*Instructions for the task*. Scan the data beneath this task and copy each line that includes "Result".

── Record excerpts

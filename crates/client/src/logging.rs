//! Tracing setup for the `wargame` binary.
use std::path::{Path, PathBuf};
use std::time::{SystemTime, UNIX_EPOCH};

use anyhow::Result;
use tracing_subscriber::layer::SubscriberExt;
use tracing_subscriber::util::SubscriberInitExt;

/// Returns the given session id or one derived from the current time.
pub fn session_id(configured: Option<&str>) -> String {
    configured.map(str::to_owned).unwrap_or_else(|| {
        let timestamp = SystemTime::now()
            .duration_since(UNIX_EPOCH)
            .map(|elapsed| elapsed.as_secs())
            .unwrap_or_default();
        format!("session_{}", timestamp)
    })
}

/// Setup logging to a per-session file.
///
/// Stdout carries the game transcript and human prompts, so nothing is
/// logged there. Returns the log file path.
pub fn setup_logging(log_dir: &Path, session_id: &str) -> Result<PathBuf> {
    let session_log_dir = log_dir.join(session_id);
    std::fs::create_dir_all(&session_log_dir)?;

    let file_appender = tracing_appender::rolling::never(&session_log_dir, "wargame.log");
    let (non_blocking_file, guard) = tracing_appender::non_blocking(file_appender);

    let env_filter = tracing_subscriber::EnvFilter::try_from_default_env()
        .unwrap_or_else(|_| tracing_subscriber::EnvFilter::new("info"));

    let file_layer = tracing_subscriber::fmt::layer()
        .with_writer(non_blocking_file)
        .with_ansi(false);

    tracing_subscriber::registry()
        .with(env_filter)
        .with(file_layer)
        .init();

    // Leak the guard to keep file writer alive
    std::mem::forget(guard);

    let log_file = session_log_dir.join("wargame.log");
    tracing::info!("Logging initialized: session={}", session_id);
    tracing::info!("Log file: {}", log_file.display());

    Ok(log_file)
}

────
── Record excerpts

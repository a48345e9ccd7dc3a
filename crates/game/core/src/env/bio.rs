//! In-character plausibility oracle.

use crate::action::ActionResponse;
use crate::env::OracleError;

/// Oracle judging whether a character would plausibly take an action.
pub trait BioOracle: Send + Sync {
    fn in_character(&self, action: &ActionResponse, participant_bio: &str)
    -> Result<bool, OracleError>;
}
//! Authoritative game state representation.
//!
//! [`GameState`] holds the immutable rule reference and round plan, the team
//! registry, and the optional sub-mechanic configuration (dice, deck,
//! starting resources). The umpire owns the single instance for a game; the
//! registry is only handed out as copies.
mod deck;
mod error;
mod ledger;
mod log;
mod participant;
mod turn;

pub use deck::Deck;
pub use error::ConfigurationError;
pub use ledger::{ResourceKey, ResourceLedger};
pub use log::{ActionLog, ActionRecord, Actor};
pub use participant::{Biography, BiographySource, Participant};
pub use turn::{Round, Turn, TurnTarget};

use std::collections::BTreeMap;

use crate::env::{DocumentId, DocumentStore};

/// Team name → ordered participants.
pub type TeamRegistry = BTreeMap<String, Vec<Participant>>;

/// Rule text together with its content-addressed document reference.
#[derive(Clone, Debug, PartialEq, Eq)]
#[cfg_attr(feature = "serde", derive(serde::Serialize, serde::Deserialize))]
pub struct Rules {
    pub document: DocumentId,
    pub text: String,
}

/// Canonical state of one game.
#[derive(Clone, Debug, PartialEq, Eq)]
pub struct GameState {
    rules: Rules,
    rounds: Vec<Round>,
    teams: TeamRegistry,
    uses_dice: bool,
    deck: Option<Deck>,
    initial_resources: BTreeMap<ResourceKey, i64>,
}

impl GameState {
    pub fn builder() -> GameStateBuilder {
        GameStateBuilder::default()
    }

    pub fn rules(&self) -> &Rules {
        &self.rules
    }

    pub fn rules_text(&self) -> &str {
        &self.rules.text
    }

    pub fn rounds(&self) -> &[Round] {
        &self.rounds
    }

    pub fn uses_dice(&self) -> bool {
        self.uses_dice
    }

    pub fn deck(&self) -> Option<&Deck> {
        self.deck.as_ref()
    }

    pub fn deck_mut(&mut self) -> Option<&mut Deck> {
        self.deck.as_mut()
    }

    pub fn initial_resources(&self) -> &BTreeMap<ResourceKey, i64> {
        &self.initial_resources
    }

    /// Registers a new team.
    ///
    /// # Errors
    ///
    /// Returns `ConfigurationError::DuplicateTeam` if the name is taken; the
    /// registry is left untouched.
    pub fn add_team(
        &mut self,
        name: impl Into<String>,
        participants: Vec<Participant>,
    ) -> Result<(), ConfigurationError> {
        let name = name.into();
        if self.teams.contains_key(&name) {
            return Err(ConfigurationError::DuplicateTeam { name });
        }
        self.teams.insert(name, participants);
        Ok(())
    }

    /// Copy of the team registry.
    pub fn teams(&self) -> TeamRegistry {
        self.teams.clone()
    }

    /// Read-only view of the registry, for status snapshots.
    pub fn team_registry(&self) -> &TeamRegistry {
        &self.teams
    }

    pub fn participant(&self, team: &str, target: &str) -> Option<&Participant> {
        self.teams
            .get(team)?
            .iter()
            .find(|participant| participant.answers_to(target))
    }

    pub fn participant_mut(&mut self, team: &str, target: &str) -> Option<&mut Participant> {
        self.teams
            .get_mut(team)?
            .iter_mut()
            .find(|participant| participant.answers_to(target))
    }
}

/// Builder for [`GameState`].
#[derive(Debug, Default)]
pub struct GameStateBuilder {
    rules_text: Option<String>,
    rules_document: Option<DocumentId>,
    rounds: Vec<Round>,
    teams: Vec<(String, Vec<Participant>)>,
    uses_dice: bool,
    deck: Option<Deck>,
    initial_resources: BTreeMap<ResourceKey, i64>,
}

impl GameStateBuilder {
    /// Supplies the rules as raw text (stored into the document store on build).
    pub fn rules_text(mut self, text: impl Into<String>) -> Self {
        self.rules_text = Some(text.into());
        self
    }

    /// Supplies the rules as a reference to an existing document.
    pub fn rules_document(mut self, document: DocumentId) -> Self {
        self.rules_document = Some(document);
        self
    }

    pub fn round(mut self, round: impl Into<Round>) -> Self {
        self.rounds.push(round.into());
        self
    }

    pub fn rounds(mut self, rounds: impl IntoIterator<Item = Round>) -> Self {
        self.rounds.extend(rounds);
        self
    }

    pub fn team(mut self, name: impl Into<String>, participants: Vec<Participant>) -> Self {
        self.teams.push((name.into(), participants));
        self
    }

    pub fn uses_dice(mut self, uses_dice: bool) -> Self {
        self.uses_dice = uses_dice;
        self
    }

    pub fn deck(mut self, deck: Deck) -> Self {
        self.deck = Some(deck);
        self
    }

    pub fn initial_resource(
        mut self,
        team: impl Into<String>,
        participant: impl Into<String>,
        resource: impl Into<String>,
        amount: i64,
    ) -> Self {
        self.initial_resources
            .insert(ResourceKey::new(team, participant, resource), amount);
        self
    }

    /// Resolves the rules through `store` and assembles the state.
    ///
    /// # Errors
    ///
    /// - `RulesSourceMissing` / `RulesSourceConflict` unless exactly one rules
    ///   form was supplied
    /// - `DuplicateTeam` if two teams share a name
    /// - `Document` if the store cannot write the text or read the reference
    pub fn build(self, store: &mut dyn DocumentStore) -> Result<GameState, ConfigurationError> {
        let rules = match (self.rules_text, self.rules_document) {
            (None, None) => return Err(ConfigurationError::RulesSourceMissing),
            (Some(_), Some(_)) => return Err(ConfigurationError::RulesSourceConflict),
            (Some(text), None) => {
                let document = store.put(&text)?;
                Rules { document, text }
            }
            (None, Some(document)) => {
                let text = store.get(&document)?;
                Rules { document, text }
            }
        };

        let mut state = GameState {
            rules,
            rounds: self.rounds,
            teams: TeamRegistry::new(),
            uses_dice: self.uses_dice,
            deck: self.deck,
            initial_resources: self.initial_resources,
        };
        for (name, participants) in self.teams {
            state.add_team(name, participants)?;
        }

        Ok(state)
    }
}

────

*Exercise output*.
use anyhow::Result;
pub fn setup_logging(log_dir: &Path, session_id: &str) -> Result<PathBuf> {
    -> Result<bool, OracleError>;
    ) -> Result<(), ConfigurationError> {
    pub fn build(self, store: &mut dyn DocumentStore) -> Result<GameState, ConfigurationError> {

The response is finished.